== TO DO ==
The required output is the complete listing, copied word for word.
Start of Block
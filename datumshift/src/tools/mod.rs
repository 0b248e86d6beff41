pub mod convert;
mod input;
pub mod project;
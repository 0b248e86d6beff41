//! # datumshift
//!
//! Converts coordinates between WGS84, GCJ-02, BD-09 and spherical Web Mercator.
//!
//! The conversions live in [`datumshift_core`]; this crate adds the
//! `datumshift` command-line tool and re-exports the core.
//!
//! ## Usage Example
//!
//! ```rust
//! use datumshift::core::{Datum, GeoPoint, transform};
//!
//! let gps = GeoPoint::new(121.4737, 31.2304);
//! let baidu = transform(gps, Datum::Wgs84, Datum::Bd09);
//! assert!(baidu.lng > gps.lng);
//! ```

pub use datumshift_core as core;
End of Block
== SOLUTION FOR THIS TASK ==
filename datumshift/src/tools/mod.rs
repository 0b248e86d6beff41
pub mod convert;
mod input;
pub mod project;
repository 0b248e86d6beff41
//! # datumshift
//!
//! Converts coordinates between WGS84, GCJ-02, BD-09 and spherical Web Mercator.
//!
//! The conversions live in [`datumshift_core`]; this crate adds the
//! `datumshift` command-line tool and re-exports the core.
//!
//! ## Usage Example
//!
//! ```rust
//! use datumshift::core::{Datum, GeoPoint, transform};
//!
//! let gps = GeoPoint::new(121.4737, 31.2304);
//! let baidu = transform(gps, Datum::Wgs84, Datum::Bd09);
//! assert!(baidu.lng > gps.lng);
//! ```

pub use datumshift_core as core;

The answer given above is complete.